Cashner managed to sit down the next two Orioles he faced to strand Davis at second, but ran into additional trouble in the third, with Jonathan Villar reaching on an infield single to lead off the inning and Mancini blasting his second big fly of the day off a 3-1, 84 MPH changeup.

That put the Orioles up 5-0, and it seemed as though Cashner’s leash was shortening every at-bat, but fortunately for Boston, the Texas native settled in a bit and retired nine of the last 13 hitters he faced leading into the end of the sixth, where his outing came to a close.

Finishing with a final pitch count of 105 (62), the 32-year-old hurler relied on his four-seam fastball more than 49% of the time he was on the mound Sunday, inducing five swings and misses and topping out at 95.6 MPH with the pitch while Christian Vazquez was behind the plate.

Ultimately falling to 0-2 as a Red Sox, Cashner’s first two starts with Boston certainly haven’t been memorable. I don’t want to make excuses, but when you consider that those first two starts have come against the Toronto Blue Jays, the team Cashner faced in his last start as an Oriole, and the Orioles, the team Cashner spent the season-and-a-half with, it’s not too crazy to think that they might have the slight advantage.

Cashner’s next start should come against neither of those teams and instead against the New York Yankees on Friday.

In relief of Cashner, Marcus Walden entered the seventh with his team trailing by four, and he maintained that deficit with a 1-2-3 inning.

Heath Hembree, on the other hand, saw that four-run gap widen to five by serving up a leadoff solo shot to Villar in an otherwise scoreless eighth.

On the other side of things, the Red Sox lineup was matched up against journeyman right-hander Asher Wojciechowski for Baltimore, who brought with him a 5.74 ERA through four appearances (three starts) this season.

Despite what those numbers may indicate, the Sox got Wojciechowski at his best, as the Orioles starter took a perfect game into the third and a no-hitter into a seventh.

There, Rafael Devers laced a leadoff, opposite-field double that nearly sneaked over the fence in right, but it was still good for his side’s first hit of the day.

Other than that one knock though, Devers was left at second and Jackie Bradley Jr. was left at first an inning later following a one-out walk.

Bradley Jr. would wind up being the final batter Wojciechowski faced in this one.

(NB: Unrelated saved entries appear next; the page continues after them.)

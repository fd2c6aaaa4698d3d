//! Logical channels and the single point that picks one for a display.

use std::fmt;
use std::str::FromStr;

use serde::{Deserialize, Serialize};

use crate::error::{Error, Result};

/// One of the two independently monitored temperature series.
#[derive(Debug, Clone, Copy, PartialEq, Eq, Hash, Serialize, Deserialize)]
#[serde(rename_all = "lowercase")]
pub enum Channel {
    /// Daytime series.
    Day,
    /// Night-time series, timestamped twelve hours behind the day series.
    Night,
}

impl Channel {
    /// Every channel, in tick order.
    pub const ALL: [Channel; 2] = [Channel::Day, Channel::Night];

    /// Lowercase name, as accepted by [`ChannelSelector::select`].
    #[must_use]
    pub fn as_str(self) -> &'static str {
        match self {
            Self::Day => "day",
            Self::Night => "night",
        }
    }

    /// The other channel.
    #[must_use]
    pub fn toggle(self) -> Self {
        match self {
            Self::Day => Self::Night,
            Self::Night => Self::Day,
        }
    }
}

impl fmt::Display for Channel {
    fn fmt(&self, f: &mut fmt::Formatter<'_>) -> fmt::Result {
        f.write_str(self.as_str())
    }
}

impl FromStr for Channel {
    type Err = Error;

    fn from_str(s: &str) -> Result<Self> {
        ChannelSelector::select(s)
    }
}

/// Maps an externally supplied mode flag onto a [`Channel`].
///
/// Configuration values, CLI flags and key bindings all go through here, so
/// no display code branches on raw strings.
#[derive(Debug, Clone, Copy, Default)]
pub struct ChannelSelector;

impl ChannelSelector {
    /// Selects the channel named by `mode`.
    ///
    /// Matching ignores case and surrounding whitespace.
    ///
    /// # Errors
    ///
    /// Returns [`Error::UnknownChannel`] for anything other than `day` or
    /// `night`. Unknown modes are never defaulted.
    pub fn select(mode: &str) -> Result<Channel> {
        let trimmed = mode.trim();
        if trimmed.eq_ignore_ascii_case("day") {
            Ok(Channel::Day)
        } else if trimmed.eq_ignore_ascii_case("night") {
            Ok(Channel::Night)
        } else {
            Err(Error::UnknownChannel(mode.to_string()))
        }
    }
}

#[cfg(test)]
mod tests {
    use super::*;

    #[test]
    fn test_select_day_and_night_are_distinct() {
        let day = ChannelSelector::select("day").unwrap();
        let night = ChannelSelector::select("night").unwrap();

        assert_eq!(day, Channel::Day);
        assert_eq!(night, Channel::Night);
        assert_ne!(day, night);
    }

    #[test]
    fn test_select_unknown_channel() {
        let err = ChannelSelector::select("dawn").unwrap_err();
        assert!(matches!(err, Error::UnknownChannel(ref m) if m == "dawn"));
    }

    #[test]
    fn test_select_ignores_case_and_whitespace() {
        assert_eq!(ChannelSelector::select(" NIGHT ").unwrap(), Channel::Night);
        assert_eq!(ChannelSelector::select("Day").unwrap(), Channel::Day);
    }

    #[test]
    fn test_select_empty_is_error() {
        assert!(ChannelSelector::select("").is_err());
    }

    #[test]
    fn test_from_str_round_trips_display() {
        for channel in Channel::ALL {
            let parsed: Channel = channel.to_string().parse().unwrap();
            assert_eq!(parsed, channel);
        }
    }

    #[test]
    fn test_toggle() {
        assert_eq!(Channel::Day.toggle(), Channel::Night);
        assert_eq!(Channel::Night.toggle().toggle(), Channel::Night);
    }
}
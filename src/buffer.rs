//! Bounded per-channel reading history.
//!
//! A [`ChannelBuffer`] is a fixed-capacity FIFO window over the most recent
//! readings:
//!
//! - **Bounded capacity**: length never exceeds the configured size
//! - **FIFO eviction**: appending at capacity drops exactly the oldest reading
//! - **Copy-out reads**: [`ChannelBuffer::snapshot`] hands back an owned copy,
//!   so later appends are never visible to an earlier reader
//!
//! # Example
//!
//! ```rust,ignore
//! use thermo_monitor::ChannelBuffer;
//!
//! let mut buffer = ChannelBuffer::new(5);
//! for reading in readings {
//!     buffer.append(reading);
//! }
//! assert!(buffer.len() <= 5);
//! ```

use std::collections::VecDeque;

use log::trace;

use crate::channel::Channel;
use crate::error::{Error, Result};
use crate::reading::Reading;

/// Default capacity (`DEQUE_SIZE`).
pub const DEFAULT_CAPACITY: usize = 5;

/// A fixed-capacity, append-only history of readings for one channel.
#[derive(Debug, Clone, PartialEq)]
pub struct ChannelBuffer {
    /// Oldest reading at the front, newest at the back.
    data: VecDeque<Reading>,
    /// Maximum capacity (never exceeded).
    capacity: usize,
}

impl ChannelBuffer {
    /// Creates an empty buffer with the given capacity.
    ///
    /// # Panics
    ///
    /// Panics if capacity is 0. Use [`ChannelBuffer::try_new`] for values that
    /// come from configuration.
    #[must_use]
    pub fn new(capacity: usize) -> Self {
        assert!(capacity > 0, "Channel buffer capacity must be greater than 0");
        Self {
            data: VecDeque::with_capacity(capacity),
            capacity,
        }
    }

    /// Creates an empty buffer, rejecting a zero capacity.
    ///
    /// # Errors
    ///
    /// Returns [`Error::ConfigInvalid`] when `capacity` is 0.
    pub fn try_new(capacity: usize) -> Result<Self> {
        if capacity == 0 {
            return Err(Error::invalid("deque_size", "must be greater than 0"));
        }
        Ok(Self::new(capacity))
    }

    /// Appends a reading, evicting the oldest one when full.
    ///
    /// O(1) amortized; the length never exceeds the capacity.
    pub fn append(&mut self, reading: Reading) {
        if self.data.len() >= self.capacity {
            if let Some(evicted) = self.data.pop_front() {
                trace!("evicted reading from {}", evicted.timestamp_text());
            }
        }
        self.data.push_back(reading);
    }

    /// Returns an independent, chronologically ordered copy of the contents.
    #[must_use]
    pub fn snapshot(&self) -> Vec<Reading> {
        self.data.iter().copied().collect()
    }

    /// Returns the most recently appended reading, if any.
    #[must_use]
    pub fn latest(&self) -> Option<&Reading> {
        self.data.back()
    }

    /// Returns the oldest retained reading, if any.
    #[must_use]
    pub fn oldest(&self) -> Option<&Reading> {
        self.data.front()
    }

    /// Returns the current number of readings.
    #[must_use]
    pub fn len(&self) -> usize {
        self.data.len()
    }

    /// Returns true if no reading has been appended yet.
    #[must_use]
    pub fn is_empty(&self) -> bool {
        self.data.is_empty()
    }

    /// Returns true if the next append will evict.
    #[must_use]
    pub fn is_full(&self) -> bool {
        self.data.len() >= self.capacity
    }

    /// Returns the fixed capacity.
    #[must_use]
    pub fn capacity(&self) -> usize {
        self.capacity
    }

    /// Iterates from oldest to newest.
    pub fn iter(&self) -> impl Iterator<Item = &Reading> {
        self.data.iter()
    }
}

impl Default for ChannelBuffer {
    fn default() -> Self {
        Self::new(DEFAULT_CAPACITY)
    }
}

/// One buffer per [`Channel`], all with the same capacity.
///
/// Only the scheduler holds this mutably; everything else reads through a
/// shared reference.
#[derive(Debug, Clone, PartialEq)]
pub struct ChannelSet {
    day: ChannelBuffer,
    night: ChannelBuffer,
}

impl ChannelSet {
    /// Creates a set of empty buffers.
    ///
    /// # Errors
    ///
    /// Returns [`Error::ConfigInvalid`] when `capacity` is 0.
    pub fn new(capacity: usize) -> Result<Self> {
        Ok(Self {
            day: ChannelBuffer::try_new(capacity)?,
            night: ChannelBuffer::try_new(capacity)?,
        })
    }

    /// Returns the buffer for a channel.
    #[must_use]
    pub fn get(&self, channel: Channel) -> &ChannelBuffer {
        match channel {
            Channel::Day => &self.day,
            Channel::Night => &self.night,
        }
    }

    pub(crate) fn get_mut(&mut self, channel: Channel) -> &mut ChannelBuffer {
        match channel {
            Channel::Day => &mut self.day,
            Channel::Night => &mut self.night,
        }
    }
}

// ============================================================================
// Tests
// ============================================================================


// ============================================================================
// Property-based tests with proptest
// ============================================================================
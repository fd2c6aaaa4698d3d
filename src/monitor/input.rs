//! Key bindings for the dashboard.

use crossterm::event::{KeyCode, KeyEvent, KeyModifiers};

use crate::channel::Channel;

/// Input action resulting from user input.
#[derive(Debug, Clone, Copy, PartialEq, Eq)]
pub enum Action {
    /// Quit the application.
    Quit,
    /// Show the given channel.
    Select(Channel),
    /// Switch to the other channel.
    ToggleChannel,
    /// Run a tick now instead of waiting for the interval.
    Refresh,
    /// Toggle help.
    Help,
    /// No action.
    None,
}

/// Maps key events to actions.
#[derive(Debug, Clone, Copy, Default)]
pub struct InputHandler;

impl InputHandler {
    /// Creates a new input handler.
    #[must_use]
    pub fn new() -> Self {
        Self
    }

    /// Handles a key event and returns the corresponding action.
    #[must_use]
    pub fn handle_key(&self, event: KeyEvent) -> Action {
        if event.modifiers.contains(KeyModifiers::CONTROL) {
            return match event.code {
                KeyCode::Char('c') | KeyCode::Char('q') => Action::Quit,
                _ => Action::None,
            };
        }

        match event.code {
            KeyCode::Char('q') | KeyCode::Esc => Action::Quit,

            KeyCode::Char('d') => Action::Select(Channel::Day),
            KeyCode::Char('n') => Action::Select(Channel::Night),
            KeyCode::Char('t') | KeyCode::Tab => Action::ToggleChannel,

            KeyCode::Char('r') | KeyCode::F(5) => Action::Refresh,

            KeyCode::Char('?') | KeyCode::F(1) => Action::Help,

            _ => Action::None,
        }
    }
}
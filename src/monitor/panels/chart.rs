//! "Chart with Current Trend": readings as points plus the regression line.

use ratatui::buffer::Buffer;
use ratatui::layout::Rect;
use ratatui::style::Style;
use ratatui::symbols::Marker;
use ratatui::widgets::{Axis, Block, Borders, Chart, Dataset, GraphType, Widget};

use crate::config::ChannelProfile;
use crate::feed::PanelData;
use crate::monitor::theme::Theme;
use crate::trend::Trend;

/// Padding added around the channel range on the y axis.
const Y_PADDING: f64 = 0.1;

/// Scatter-plus-line chart for one channel.
#[derive(Debug, Clone)]
pub struct TrendChart<'a> {
    panel: &'a PanelData,
    profile: ChannelProfile,
    theme: &'a Theme,
}

impl<'a> TrendChart<'a> {
    /// Creates the chart widget.
    #[must_use]
    pub fn new(panel: &'a PanelData, profile: ChannelProfile, theme: &'a Theme) -> Self {
        Self {
            panel,
            profile,
            theme,
        }
    }

    /// `(row index, value)` for every reading.
    #[must_use]
    pub fn points(&self) -> Vec<(f64, f64)> {
        self.panel
            .table
            .values()
            .into_iter()
            .enumerate()
            .map(|(i, v)| (i as f64, v))
            .collect()
    }

    /// `(row index, fitted value)`; empty without a trend.
    #[must_use]
    pub fn fit_points(&self) -> Vec<(f64, f64)> {
        self.panel
            .trend
            .as_ref()
            .map(|t| {
                t.fitted_values
                    .iter()
                    .enumerate()
                    .map(|(i, &v)| (i as f64, v))
                    .collect()
            })
            .unwrap_or_default()
    }

    /// Y-axis bounds: the channel range, padded.
    #[must_use]
    pub fn y_bounds(&self) -> [f64; 2] {
        let lo = self.profile.min.min(self.profile.max);
        let hi = self.profile.min.max(self.profile.max);
        [lo - Y_PADDING, hi + Y_PADDING]
    }

    /// Chart title, including the trend direction when known.
    #[must_use]
    pub fn title(&self) -> String {
        let direction = match self.panel.trend.as_ref().map(|t| t.direction()) {
            Some(Trend::Rising) => " (rising)",
            Some(Trend::Falling) => " (falling)",
            Some(Trend::Flat) => " (flat)",
            None => "",
        };
        format!(" Temperature Readings with Regression Line{direction} ")
    }
}

impl Widget for TrendChart<'_> {
    fn render(self, area: Rect, buf: &mut Buffer) {
        let points = self.points();
        let fit = self.fit_points();
        let [y_lo, y_hi] = self.y_bounds();
        let x_hi = (points.len().saturating_sub(1) as f64).max(1.0);

        let mut datasets = vec![Dataset::default()
            .name("Readings")
            .marker(Marker::Dot)
            .graph_type(GraphType::Scatter)
            .style(Style::default().fg(self.theme.series()))
            .data(&points)];
        if !fit.is_empty() {
            datasets.push(
                Dataset::default()
                    .name("Regression Line")
                    .marker(Marker::Braille)
                    .graph_type(GraphType::Line)
                    .style(Style::default().fg(self.theme.fit_line()))
                    .data(&fit),
            );
        }

        let timestamps = self.panel.table.timestamps();
        let x_labels = match (timestamps.first(), timestamps.last()) {
            (Some(first), Some(last)) if timestamps.len() > 1 => vec![first.clone(), last.clone()],
            (Some(only), _) => vec![only.clone()],
            _ => Vec::new(),
        };
        let y_labels = vec![format!("{y_lo:.1}"), format!("{y_hi:.1}")];

        Chart::new(datasets)
            .block(
                Block::default()
                    .title(self.title())
                    .borders(Borders::ALL)
                    .border_style(Style::default().fg(self.theme.accent())),
            )
            .x_axis(
                Axis::default()
                    .title("Time")
                    .style(Style::default().fg(self.theme.fg()))
                    .bounds([0.0, x_hi])
                    .labels(x_labels),
            )
            .y_axis(
                Axis::default()
                    .title("Temperature")
                    .style(Style::default().fg(self.theme.fg()))
                    .bounds([y_lo, y_hi])
                    .labels(y_labels),
            )
            .render(area, buf);
    }
}
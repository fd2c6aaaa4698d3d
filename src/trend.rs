//! Least-squares trend lines over reading tables.
//!
//! The independent variable is the row index (0-based, chronological), the
//! dependent variable the reading value. Slope and intercept use the
//! closed-form ordinary least-squares solution:
//!
//! ```text
//! slope     = (n·Σxy − Σx·Σy) / (n·Σx² − (Σx)²)
//! intercept = (Σy − slope·Σx) / n
//! ```
//!
//! All arithmetic is `f64`.

use serde::Serialize;

use crate::error::{Error, Result};
use crate::snapshot::ReadingTable;

/// Slopes smaller than this (per row) count as flat.
pub const FLAT_SLOPE_TOLERANCE: f64 = 1e-3;

/// Fitted line aligned 1:1 with the rows it was fitted on.
#[derive(Debug, Clone, PartialEq, Serialize)]
pub struct TrendResult {
    /// Change in value per row.
    pub slope: f64,
    /// Fitted value at row 0.
    pub intercept: f64,
    /// `slope * i + intercept` for every row `i`.
    pub fitted_values: Vec<f64>,
    /// Coefficient of determination; `None` when every value is equal.
    pub r_squared: Option<f64>,
}

/// Direction of a fitted line.
#[derive(Debug, Clone, Copy, PartialEq, Eq)]
pub enum Trend {
    /// Values are increasing.
    Rising,
    /// Values are decreasing.
    Falling,
    /// Slope within [`FLAT_SLOPE_TOLERANCE`].
    Flat,
}

impl TrendResult {
    /// Evaluates the line at row `x`.
    #[must_use]
    pub fn value_at(&self, x: f64) -> f64 {
        self.slope * x + self.intercept
    }

    /// Classifies the slope.
    #[must_use]
    pub fn direction(&self) -> Trend {
        if self.slope > FLAT_SLOPE_TOLERANCE {
            Trend::Rising
        } else if self.slope < -FLAT_SLOPE_TOLERANCE {
            Trend::Falling
        } else {
            Trend::Flat
        }
    }
}

/// Fits [`TrendResult`]s. Holds no state.
#[derive(Debug, Clone, Copy, Default)]
pub struct TrendFitter;

impl TrendFitter {
    /// Fits a line over the table's `value` column.
    ///
    /// # Errors
    ///
    /// - [`Error::InsufficientData`] with fewer than two rows
    /// - [`Error::DegenerateFit`] if the system has no unique solution
    pub fn fit(table: &ReadingTable) -> Result<TrendResult> {
        Self::fit_values(&table.values())
    }

    /// Fits a line over raw values indexed 0..n.
    ///
    /// # Errors
    ///
    /// Same as [`TrendFitter::fit`].
    pub fn fit_values(ys: &[f64]) -> Result<TrendResult> {
        let xs: Vec<f64> = (0..ys.len()).map(|i| i as f64).collect();
        least_squares(&xs, ys)
    }
}

fn least_squares(xs: &[f64], ys: &[f64]) -> Result<TrendResult> {
    debug_assert_eq!(xs.len(), ys.len());

    let rows = ys.len();
    if rows < 2 {
        return Err(Error::InsufficientData { rows });
    }

    let n = rows as f64;
    let sum_x: f64 = xs.iter().sum();
    let sum_y: f64 = ys.iter().sum();
    let sum_xy: f64 = xs.iter().zip(ys).map(|(x, y)| x * y).sum();
    let sum_xx: f64 = xs.iter().map(|x| x * x).sum();

    let denominator = n * sum_xx - sum_x * sum_x;
    if denominator == 0.0 || !denominator.is_finite() {
        return Err(Error::DegenerateFit);
    }

    let slope = (n * sum_xy - sum_x * sum_y) / denominator;
    let intercept = (sum_y - slope * sum_x) / n;
    if !slope.is_finite() || !intercept.is_finite() {
        return Err(Error::DegenerateFit);
    }

    let fitted_values: Vec<f64> = xs.iter().map(|x| slope * x + intercept).collect();

    let mean_y = sum_y / n;
    let ss_tot: f64 = ys.iter().map(|y| (y - mean_y).powi(2)).sum();
    let ss_res: f64 = ys
        .iter()
        .zip(&fitted_values)
        .map(|(y, f)| (y - f).powi(2))
        .sum();
    let r_squared = (ss_tot > f64::EPSILON).then(|| 1.0 - ss_res / ss_tot);

    Ok(TrendResult {
        slope,
        intercept,
        fitted_values,
        r_squared,
    })
}
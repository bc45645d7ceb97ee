use web_sys::{Element, ScrollBehavior, ScrollIntoViewOptions, ScrollLogicalPosition};
use yew::prelude::*;

use crate::solution::{NYT_HEADING, SolutionView, THREE_WORD_HEADING, TWO_WORD_HEADING};

#[derive(Properties, PartialEq, Clone)]
pub struct SolutionAreaProps {
    pub solution: Option<SolutionView>,
    pub node_ref: NodeRef,
}

fn scroll_options() -> ScrollIntoViewOptions {
    let opts = ScrollIntoViewOptions::new();
    opts.set_behavior(ScrollBehavior::Smooth);
    opts.set_block(ScrollLogicalPosition::Start);
    opts
}

/// Smooth, top-aligned scroll to the element behind `node_ref`.
pub fn scroll_into_view(node_ref: &NodeRef) {
    let Some(el) = node_ref.cast::<Element>() else { return; };
    el.scroll_into_view_with_scroll_into_view_options(&scroll_options());
}

fn candidate_list(entries: &[String]) -> Html {
    html! { <ul style="margin:4px 0 12px 18px; padding:0;">{ for entries.iter().map(|e| html!{ <li>{ e.clone() }</li> }) }</ul> }
}

#[function_component(SolutionArea)]
pub fn solution_area(props: &SolutionAreaProps) -> Html {
    let content = match &props.solution {
        Some(view) => html! {<>
            <h3>{ NYT_HEADING }</h3>
            <p>{ view.nyt_line.clone() }</p>
            <h3>{ TWO_WORD_HEADING }</h3>
            { candidate_list(&view.two_word) }
            <h3>{ THREE_WORD_HEADING }</h3>
            { candidate_list(&view.three_word) }
        </>},
        None => html! {},
    };
    html! {
        <div id="solution-area" ref={props.node_ref.clone()} style="max-width:520px; margin:0 auto 48px auto; font-size:15px; line-height:1.5;">
            { content }
        </div>
    }
}
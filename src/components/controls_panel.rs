use yew::prelude::*;

#[derive(Properties, PartialEq, Clone)]
pub struct ControlsPanelProps {
    pub on_enter: Callback<()>,
    pub on_restart: Callback<()>,
    pub on_delete: Callback<()>,
    pub on_auto_populate: Callback<()>,
}

#[function_component]
pub fn ControlsPanel(props: &ControlsPanelProps) -> Html {
    let enter_cb = {
        let cb = props.on_enter.clone();
        Callback::from(move |_| cb.emit(()))
    };
    let restart_cb = {
        let cb = props.on_restart.clone();
        Callback::from(move |_| cb.emit(()))
    };
    let delete_cb = {
        let cb = props.on_delete.clone();
        Callback::from(move |_| cb.emit(()))
    };
    let populate_cb = {
        let cb = props.on_auto_populate.clone();
        Callback::from(move |_| cb.emit(()))
    };
    let button_style = "padding:8px 16px; border-radius:20px; border:1px solid #30363d; background:#161b22; color:#e6edf3; font-size:14px; cursor:pointer;";
    html! {<div style="display:flex; gap:10px; justify-content:center; flex-wrap:wrap; margin:16px 0;">
        <button class="btn-restart" style={button_style} onclick={restart_cb}>{"Restart"}</button>
        <button class="btn-delete" style={button_style} onclick={delete_cb}>{"Delete"}</button>
        <button class="btn-enter" style={format!("{} background:#238636; border-color:#2ea043;", button_style)} onclick={enter_cb}>{"Enter"}</button>
        <button id="autoPopulate" style={button_style} onclick={populate_cb}>{"Auto Populate"}</button>
    </div>}
}
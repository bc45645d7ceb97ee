mod api;
mod components;
mod config;
mod model;
mod solution;
mod state;
mod util;

use components::app::App;

fn main() {
    yew::Renderer::<App>::new().render();
}
use crate::api::SolveResponse;

pub const NYT_HEADING: &str = "NYT Solution";
pub const TWO_WORD_HEADING: &str = "Two-Word Solutions";
pub const THREE_WORD_HEADING: &str = "Three-Word Solutions";

/// Text content of the solution area, in display order.
#[derive(Clone, Debug, Default, PartialEq, Eq)]
pub struct SolutionView {
    pub nyt_line: String,
    pub two_word: Vec<String>,
    pub three_word: Vec<String>,
}

fn join_words(words: &[String]) -> String {
    words.join(", ")
}

impl From<&SolveResponse> for SolutionView {
    fn from(resp: &SolveResponse) -> Self {
        Self {
            nyt_line: join_words(&resp.nyt_solution.our_solution),
            two_word: resp.two_word_solutions.iter().map(|c| join_words(c)).collect(),
            three_word: resp.three_word_solutions.iter().map(|c| join_words(c)).collect(),
        }
    }
}
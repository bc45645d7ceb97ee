use wasm_bindgen::JsValue;
use yew::prelude::*;

use crate::util::cwarn;

fn long_date_options() -> Result<js_sys::Object, JsValue> {
    let opts = js_sys::Object::new();
    for (key, value) in [("year", "numeric"), ("month", "long"), ("day", "numeric")] {
        js_sys::Reflect::set(&opts, &JsValue::from_str(key), &JsValue::from_str(value))?;
    }
    Ok(opts)
}

// e.g. "October 19, 2026"; falls back to the browser's default date format.
fn today_long() -> String {
    let date = js_sys::Date::new_0();
    match long_date_options() {
        Ok(opts) => date.to_locale_date_string("en-US", &opts).into(),
        Err(err) => {
            cwarn(&format!("date options unavailable: {:?}", err));
            date.to_locale_date_string("en-US", &JsValue::UNDEFINED).into()
        }
    }
}

#[function_component(DateStamp)]
pub fn date_stamp() -> Html {
    let today = use_state(today_long);
    html! { <div id="current-date" style="font-size:13px; opacity:0.7; text-align:center;">{ (*today).clone() }</div> }
}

His final line: 7 1/3 innings pitched, one hit, zero runs, two walks, one HBP, and a career-high 10 punchouts.

The Boston bats didn’t fare much better against the O’s bullpen either, with left-hander Paul Fry fanning the only two Red Sox hitters he faced to end the top half of the eighth, and Mychal Givens stranding Mookie Betts at third in the ninth after walking him to lead off the inning.

A first-pitch ground out to first from J.D. Martinez is how this one ended, and 5-0 would go on to be Sunday’s final score.

Some notes from this loss:

The Red Sox dropped a series to the Orioles on Sunday for the first time since August 25th-27th, 2017.

One hit is the fewest the Red Sox have had in a single game since, you guessed it, when they were no-hit by Sean Manaea and the Oakland Athletics on April 21st, 2018. It’s also the first time they’ve been one-hit in the Alex Cora era.

The Red Sox are 5-5 out of the All-Star break.

With two losses in their last three games, the Red Sox are currently 11 games off the pace for first place in the American League East. They also sit three games back of the Oakland Athletics for the second Wild Card spot.

Boston’s next 14 games come against either the New York Yankees or Tampa Bay Rays, with the first three of those 14 taking place at Tropicana Field in St. Petersburg, Fla.

Left-hander Eduardo Rodriguez will get the ball for Boston, while fellow southpaw and former Red Sox prospect Jalen Beeks will do the same for Tampa Bay.

Rodriguez has had himself a solid July thus far, pitching to the tune of a 1.96 ERA and .182 batting average against over his last three starts and 18 1/3 innings pitched. The Red Sox are 3-0 in those games.

In four career starts at the Trop, the 26-year-old is 0-2 with a lifetime ERA of 7.11 and batting average against of .333 over 19 total innings of work.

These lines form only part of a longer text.